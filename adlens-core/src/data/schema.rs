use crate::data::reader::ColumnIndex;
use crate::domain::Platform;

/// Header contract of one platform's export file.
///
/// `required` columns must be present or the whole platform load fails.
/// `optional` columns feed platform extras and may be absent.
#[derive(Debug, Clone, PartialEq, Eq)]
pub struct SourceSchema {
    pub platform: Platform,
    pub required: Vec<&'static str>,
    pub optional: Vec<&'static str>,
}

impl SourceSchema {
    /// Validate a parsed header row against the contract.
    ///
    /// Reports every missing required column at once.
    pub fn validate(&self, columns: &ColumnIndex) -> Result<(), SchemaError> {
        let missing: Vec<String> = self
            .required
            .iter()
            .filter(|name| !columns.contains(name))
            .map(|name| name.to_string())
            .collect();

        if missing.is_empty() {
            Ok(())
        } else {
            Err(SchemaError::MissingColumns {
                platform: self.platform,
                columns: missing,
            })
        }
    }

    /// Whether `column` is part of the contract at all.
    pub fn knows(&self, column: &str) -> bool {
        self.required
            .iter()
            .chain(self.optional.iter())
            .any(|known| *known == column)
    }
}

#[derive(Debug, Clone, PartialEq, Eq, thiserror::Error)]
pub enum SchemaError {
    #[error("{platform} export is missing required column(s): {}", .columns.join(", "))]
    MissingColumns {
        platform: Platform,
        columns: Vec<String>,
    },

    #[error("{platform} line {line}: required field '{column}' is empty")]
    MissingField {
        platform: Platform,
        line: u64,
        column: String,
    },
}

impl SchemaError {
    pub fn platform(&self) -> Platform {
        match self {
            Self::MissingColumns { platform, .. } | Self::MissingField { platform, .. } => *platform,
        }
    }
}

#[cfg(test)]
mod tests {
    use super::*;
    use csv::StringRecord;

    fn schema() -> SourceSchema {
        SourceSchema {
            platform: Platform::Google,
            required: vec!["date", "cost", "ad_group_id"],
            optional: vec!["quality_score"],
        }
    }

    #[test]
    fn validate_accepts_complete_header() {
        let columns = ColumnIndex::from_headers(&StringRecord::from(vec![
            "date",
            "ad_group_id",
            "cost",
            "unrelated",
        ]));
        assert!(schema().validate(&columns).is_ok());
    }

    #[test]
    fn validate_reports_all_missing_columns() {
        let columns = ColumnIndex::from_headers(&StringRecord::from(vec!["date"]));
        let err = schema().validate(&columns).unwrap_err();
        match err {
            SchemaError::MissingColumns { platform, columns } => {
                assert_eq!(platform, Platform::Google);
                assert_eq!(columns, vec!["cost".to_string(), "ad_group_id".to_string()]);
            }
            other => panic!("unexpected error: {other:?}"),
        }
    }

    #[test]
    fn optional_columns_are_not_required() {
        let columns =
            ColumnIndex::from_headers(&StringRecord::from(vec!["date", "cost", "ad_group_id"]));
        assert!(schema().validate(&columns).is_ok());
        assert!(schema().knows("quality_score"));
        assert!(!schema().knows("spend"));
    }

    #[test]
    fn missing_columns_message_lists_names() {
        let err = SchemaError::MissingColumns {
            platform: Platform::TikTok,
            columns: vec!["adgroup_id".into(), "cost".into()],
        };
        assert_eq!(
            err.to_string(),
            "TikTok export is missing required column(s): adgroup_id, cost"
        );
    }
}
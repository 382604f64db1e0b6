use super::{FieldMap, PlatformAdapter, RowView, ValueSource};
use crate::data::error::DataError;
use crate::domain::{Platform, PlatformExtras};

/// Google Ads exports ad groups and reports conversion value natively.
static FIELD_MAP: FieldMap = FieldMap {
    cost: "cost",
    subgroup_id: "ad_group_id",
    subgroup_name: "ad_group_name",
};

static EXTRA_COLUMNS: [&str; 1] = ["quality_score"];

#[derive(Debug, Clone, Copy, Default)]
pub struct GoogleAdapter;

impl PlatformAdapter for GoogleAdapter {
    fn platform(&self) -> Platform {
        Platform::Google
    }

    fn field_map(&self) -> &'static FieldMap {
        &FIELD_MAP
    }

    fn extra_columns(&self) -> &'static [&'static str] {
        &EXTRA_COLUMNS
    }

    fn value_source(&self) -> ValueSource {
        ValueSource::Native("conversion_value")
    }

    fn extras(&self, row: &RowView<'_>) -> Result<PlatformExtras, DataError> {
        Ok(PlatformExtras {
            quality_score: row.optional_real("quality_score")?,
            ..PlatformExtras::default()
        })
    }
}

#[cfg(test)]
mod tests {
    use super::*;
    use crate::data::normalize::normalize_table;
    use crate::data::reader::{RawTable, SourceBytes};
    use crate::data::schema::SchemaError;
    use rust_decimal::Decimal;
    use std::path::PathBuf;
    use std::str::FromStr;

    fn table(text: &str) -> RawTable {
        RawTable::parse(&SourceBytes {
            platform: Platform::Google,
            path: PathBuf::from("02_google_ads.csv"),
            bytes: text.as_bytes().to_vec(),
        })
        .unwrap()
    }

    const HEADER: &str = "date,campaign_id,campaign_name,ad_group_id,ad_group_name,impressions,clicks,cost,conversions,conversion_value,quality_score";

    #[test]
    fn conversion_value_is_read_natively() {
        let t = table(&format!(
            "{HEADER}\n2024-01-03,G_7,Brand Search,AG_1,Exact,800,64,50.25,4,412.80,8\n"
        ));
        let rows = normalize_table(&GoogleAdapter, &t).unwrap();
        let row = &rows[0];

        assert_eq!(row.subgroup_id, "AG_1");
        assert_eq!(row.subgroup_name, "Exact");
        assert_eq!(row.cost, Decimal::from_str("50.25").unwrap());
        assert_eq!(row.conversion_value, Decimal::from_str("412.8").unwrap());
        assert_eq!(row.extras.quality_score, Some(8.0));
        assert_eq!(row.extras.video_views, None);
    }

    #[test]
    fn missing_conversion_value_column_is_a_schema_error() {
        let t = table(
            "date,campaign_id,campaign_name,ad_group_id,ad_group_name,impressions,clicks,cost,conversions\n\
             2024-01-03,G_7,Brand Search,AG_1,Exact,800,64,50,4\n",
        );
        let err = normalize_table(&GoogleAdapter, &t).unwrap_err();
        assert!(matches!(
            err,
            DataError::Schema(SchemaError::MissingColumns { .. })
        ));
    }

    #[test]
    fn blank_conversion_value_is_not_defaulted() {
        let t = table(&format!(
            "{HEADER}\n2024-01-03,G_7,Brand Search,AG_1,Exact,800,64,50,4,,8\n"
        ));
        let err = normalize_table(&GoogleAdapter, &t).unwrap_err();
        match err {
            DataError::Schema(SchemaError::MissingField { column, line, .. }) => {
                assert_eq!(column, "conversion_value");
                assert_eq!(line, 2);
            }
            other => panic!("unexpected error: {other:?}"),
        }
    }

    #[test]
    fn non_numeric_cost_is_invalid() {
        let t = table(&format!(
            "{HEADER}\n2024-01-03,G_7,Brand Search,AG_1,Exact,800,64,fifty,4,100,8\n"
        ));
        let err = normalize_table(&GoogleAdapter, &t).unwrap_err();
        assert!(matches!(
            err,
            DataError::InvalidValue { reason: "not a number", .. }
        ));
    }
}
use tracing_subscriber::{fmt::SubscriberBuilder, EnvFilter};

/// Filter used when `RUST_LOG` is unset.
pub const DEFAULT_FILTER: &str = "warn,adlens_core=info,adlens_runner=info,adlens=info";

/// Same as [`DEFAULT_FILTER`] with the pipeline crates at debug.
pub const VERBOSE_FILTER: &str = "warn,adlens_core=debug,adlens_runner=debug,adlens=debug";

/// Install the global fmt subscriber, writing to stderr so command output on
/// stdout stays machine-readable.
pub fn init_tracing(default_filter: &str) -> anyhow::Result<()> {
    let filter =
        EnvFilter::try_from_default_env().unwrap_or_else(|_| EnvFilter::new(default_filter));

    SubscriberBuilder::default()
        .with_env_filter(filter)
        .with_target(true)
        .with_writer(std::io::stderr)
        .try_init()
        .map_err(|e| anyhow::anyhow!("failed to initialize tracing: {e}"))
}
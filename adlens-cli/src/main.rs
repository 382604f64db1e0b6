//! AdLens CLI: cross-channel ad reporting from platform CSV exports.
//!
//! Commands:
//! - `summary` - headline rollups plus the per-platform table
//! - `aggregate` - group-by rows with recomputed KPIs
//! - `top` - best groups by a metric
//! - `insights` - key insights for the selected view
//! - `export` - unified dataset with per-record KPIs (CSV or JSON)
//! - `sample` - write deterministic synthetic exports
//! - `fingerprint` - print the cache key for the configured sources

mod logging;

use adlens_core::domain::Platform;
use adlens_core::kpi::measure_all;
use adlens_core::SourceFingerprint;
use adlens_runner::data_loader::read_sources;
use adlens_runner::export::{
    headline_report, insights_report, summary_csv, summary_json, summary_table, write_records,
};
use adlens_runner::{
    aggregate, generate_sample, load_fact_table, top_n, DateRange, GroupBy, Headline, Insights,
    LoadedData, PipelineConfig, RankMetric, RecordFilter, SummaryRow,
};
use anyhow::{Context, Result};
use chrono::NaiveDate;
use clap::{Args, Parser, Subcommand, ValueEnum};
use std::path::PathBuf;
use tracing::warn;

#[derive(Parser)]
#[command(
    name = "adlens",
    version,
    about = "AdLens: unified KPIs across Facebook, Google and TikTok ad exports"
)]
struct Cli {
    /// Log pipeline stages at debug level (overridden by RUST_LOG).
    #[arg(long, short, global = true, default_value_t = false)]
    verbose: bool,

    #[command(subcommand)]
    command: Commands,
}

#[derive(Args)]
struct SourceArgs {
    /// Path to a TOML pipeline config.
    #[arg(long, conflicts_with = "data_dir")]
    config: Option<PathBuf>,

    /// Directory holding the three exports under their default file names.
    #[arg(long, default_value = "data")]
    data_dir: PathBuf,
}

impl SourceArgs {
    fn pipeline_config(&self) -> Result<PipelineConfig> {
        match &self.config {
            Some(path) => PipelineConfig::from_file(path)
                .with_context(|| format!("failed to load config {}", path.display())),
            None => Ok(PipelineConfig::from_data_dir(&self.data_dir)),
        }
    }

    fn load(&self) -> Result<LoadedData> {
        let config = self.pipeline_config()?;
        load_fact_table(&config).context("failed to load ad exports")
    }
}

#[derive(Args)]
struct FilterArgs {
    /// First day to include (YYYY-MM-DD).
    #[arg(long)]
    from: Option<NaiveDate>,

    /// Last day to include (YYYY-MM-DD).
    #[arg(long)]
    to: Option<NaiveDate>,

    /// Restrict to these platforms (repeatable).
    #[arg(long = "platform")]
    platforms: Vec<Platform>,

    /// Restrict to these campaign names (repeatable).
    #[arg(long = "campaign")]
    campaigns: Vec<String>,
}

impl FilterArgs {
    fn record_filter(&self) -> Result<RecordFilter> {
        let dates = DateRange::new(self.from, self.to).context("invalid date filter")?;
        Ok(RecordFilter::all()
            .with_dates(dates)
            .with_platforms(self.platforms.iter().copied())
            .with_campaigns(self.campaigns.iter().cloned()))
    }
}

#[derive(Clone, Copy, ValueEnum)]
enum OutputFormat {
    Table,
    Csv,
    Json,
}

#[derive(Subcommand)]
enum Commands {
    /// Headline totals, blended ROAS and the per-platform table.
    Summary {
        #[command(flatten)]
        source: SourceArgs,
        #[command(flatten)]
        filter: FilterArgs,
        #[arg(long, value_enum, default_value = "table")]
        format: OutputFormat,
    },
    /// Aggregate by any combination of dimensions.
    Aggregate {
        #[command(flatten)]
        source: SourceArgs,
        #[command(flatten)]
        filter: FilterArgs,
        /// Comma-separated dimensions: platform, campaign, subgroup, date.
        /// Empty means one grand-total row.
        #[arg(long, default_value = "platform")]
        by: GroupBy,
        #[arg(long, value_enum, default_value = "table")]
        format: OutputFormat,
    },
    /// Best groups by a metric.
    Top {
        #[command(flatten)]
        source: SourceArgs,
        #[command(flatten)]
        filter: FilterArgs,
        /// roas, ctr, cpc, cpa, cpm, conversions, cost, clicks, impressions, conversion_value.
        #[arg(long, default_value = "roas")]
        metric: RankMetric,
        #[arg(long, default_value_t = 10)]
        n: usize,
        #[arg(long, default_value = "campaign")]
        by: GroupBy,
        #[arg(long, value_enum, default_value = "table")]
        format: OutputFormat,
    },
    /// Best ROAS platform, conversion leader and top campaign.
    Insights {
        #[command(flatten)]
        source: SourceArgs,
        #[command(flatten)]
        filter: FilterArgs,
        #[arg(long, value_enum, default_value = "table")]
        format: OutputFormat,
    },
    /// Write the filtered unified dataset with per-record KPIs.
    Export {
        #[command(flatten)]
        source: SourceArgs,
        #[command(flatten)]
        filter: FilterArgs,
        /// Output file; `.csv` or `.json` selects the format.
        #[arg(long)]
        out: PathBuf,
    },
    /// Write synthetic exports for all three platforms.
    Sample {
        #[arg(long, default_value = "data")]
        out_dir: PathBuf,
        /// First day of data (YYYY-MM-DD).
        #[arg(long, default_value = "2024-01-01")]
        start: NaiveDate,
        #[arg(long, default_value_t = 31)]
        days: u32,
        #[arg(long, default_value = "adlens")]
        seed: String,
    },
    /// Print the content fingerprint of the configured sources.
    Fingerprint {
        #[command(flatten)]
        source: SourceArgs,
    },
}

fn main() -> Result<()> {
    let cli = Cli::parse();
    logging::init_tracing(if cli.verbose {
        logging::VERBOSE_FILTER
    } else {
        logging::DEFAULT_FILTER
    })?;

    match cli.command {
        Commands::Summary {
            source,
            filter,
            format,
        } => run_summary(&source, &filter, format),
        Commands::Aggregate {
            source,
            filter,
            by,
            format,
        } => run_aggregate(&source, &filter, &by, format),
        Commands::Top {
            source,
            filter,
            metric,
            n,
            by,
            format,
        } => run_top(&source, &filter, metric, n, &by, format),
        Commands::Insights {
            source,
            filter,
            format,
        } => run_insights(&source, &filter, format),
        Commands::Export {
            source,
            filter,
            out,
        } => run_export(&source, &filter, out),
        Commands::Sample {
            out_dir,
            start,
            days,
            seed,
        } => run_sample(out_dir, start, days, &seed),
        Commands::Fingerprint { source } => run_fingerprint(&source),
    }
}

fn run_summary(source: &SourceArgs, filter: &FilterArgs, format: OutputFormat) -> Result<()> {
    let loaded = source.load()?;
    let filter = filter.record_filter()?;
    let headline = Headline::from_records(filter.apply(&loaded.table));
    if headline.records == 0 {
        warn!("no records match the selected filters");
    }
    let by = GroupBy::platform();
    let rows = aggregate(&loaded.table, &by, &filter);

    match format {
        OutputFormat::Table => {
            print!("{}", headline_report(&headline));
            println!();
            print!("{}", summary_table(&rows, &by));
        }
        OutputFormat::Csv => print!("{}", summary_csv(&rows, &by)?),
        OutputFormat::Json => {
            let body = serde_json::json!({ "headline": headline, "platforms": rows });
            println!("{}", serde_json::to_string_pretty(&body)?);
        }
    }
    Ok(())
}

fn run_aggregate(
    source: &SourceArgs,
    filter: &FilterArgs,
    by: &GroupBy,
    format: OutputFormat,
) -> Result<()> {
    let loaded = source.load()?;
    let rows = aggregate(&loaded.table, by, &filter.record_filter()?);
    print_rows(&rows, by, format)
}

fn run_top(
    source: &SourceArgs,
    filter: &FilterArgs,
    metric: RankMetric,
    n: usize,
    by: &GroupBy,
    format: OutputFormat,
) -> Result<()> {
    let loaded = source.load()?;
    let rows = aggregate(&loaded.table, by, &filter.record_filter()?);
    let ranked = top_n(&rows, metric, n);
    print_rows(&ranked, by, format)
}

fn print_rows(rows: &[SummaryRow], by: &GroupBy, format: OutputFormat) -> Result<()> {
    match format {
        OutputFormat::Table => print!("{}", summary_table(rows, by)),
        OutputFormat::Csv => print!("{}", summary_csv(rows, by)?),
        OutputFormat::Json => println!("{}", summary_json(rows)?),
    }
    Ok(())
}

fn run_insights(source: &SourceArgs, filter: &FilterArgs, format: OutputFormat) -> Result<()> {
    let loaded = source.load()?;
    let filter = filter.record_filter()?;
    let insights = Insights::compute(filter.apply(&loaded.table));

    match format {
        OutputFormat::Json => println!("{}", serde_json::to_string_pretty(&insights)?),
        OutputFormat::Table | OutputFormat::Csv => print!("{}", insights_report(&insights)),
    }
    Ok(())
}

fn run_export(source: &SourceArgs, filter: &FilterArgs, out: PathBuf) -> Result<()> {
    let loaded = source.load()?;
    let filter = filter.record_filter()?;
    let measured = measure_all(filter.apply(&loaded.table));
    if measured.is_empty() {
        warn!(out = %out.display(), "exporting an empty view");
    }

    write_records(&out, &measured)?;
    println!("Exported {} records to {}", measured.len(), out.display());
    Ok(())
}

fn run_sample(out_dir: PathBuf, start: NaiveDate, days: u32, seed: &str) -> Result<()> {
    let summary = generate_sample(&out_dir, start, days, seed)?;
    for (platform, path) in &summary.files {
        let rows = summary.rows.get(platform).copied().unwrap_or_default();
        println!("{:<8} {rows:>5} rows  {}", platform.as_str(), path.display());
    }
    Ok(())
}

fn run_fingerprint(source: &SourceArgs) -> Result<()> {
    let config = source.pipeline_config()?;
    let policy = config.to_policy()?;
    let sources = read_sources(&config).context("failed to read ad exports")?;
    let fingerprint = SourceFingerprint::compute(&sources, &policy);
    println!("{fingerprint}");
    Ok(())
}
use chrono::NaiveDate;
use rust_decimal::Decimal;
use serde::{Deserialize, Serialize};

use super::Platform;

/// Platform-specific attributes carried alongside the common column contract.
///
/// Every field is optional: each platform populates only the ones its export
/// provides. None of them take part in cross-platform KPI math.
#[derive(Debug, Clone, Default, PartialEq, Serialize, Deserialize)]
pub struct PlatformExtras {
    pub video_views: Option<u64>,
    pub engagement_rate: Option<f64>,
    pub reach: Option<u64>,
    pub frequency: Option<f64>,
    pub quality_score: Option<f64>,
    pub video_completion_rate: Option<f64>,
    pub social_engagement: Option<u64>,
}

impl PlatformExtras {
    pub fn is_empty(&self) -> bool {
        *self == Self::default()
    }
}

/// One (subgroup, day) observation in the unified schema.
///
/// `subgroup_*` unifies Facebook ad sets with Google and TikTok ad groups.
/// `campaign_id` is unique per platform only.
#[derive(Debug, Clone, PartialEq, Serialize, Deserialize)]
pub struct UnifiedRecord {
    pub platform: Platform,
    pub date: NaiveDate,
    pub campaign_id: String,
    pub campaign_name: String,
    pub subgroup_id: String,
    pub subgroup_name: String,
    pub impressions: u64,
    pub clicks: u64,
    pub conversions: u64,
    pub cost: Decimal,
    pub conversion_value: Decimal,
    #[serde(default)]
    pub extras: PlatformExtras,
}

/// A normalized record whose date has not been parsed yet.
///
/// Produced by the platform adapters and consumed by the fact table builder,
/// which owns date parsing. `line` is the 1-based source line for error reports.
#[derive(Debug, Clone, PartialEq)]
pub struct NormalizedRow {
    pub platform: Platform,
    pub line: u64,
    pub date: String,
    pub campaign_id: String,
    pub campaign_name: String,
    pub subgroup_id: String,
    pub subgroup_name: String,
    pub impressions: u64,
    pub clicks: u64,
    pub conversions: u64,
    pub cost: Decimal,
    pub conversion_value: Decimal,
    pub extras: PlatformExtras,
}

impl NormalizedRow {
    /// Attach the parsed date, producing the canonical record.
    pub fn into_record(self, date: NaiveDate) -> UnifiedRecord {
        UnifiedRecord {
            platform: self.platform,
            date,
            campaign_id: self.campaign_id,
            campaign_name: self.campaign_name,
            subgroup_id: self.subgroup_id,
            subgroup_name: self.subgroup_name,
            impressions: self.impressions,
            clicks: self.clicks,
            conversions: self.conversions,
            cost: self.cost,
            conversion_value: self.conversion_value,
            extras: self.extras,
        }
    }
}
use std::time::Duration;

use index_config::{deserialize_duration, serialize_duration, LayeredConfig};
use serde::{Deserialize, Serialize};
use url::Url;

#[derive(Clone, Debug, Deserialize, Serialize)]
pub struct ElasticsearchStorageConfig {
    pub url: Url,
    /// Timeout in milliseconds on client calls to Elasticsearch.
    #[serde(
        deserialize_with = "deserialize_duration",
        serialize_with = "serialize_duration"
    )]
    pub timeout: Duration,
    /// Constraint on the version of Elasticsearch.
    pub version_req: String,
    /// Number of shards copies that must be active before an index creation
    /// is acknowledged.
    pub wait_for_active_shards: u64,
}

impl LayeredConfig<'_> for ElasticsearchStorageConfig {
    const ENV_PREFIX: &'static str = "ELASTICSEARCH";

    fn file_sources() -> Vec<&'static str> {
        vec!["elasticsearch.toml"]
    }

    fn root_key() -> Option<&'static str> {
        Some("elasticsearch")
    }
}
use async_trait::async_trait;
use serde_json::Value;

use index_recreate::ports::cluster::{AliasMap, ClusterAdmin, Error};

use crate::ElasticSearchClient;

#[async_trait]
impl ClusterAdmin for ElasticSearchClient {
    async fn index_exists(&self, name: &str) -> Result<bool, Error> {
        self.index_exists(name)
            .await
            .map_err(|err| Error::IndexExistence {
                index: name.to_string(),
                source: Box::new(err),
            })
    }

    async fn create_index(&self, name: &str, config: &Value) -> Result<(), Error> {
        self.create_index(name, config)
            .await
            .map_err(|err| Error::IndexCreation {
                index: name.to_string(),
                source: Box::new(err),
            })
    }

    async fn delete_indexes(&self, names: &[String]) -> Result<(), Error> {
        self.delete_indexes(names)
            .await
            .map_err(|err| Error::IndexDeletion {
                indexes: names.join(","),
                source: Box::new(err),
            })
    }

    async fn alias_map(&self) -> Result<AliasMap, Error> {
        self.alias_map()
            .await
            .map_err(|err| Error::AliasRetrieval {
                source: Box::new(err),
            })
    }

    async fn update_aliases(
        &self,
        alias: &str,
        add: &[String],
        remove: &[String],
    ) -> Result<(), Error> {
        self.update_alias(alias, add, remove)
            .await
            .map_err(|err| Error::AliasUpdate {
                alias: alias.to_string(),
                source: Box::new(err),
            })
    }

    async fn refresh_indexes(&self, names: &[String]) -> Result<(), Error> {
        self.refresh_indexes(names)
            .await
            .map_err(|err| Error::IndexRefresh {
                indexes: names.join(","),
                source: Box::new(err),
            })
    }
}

-*-*-

◆ Problem requirements ◆
Copy the material above word for word, taking the first line, the line containing "column at once.", and every line between them, and nothing else.

◆ Reply ◆
filename adlens-core/src/data/schema.rs
use crate::data::reader::ColumnIndex;
use crate::domain::Platform;

/// Header contract of one platform's export file.
///
/// `required` columns must be present or the whole platform load fails.
/// `optional` columns feed platform extras and may be absent.
#[derive(Debug, Clone, PartialEq, Eq)]
pub struct SourceSchema {
    pub platform: Platform,
    pub required: Vec<&'static str>,
    pub optional: Vec<&'static str>,
}

impl SourceSchema {
    /// Validate a parsed header row against the contract.
    ///
    /// Reports every missing required column at once.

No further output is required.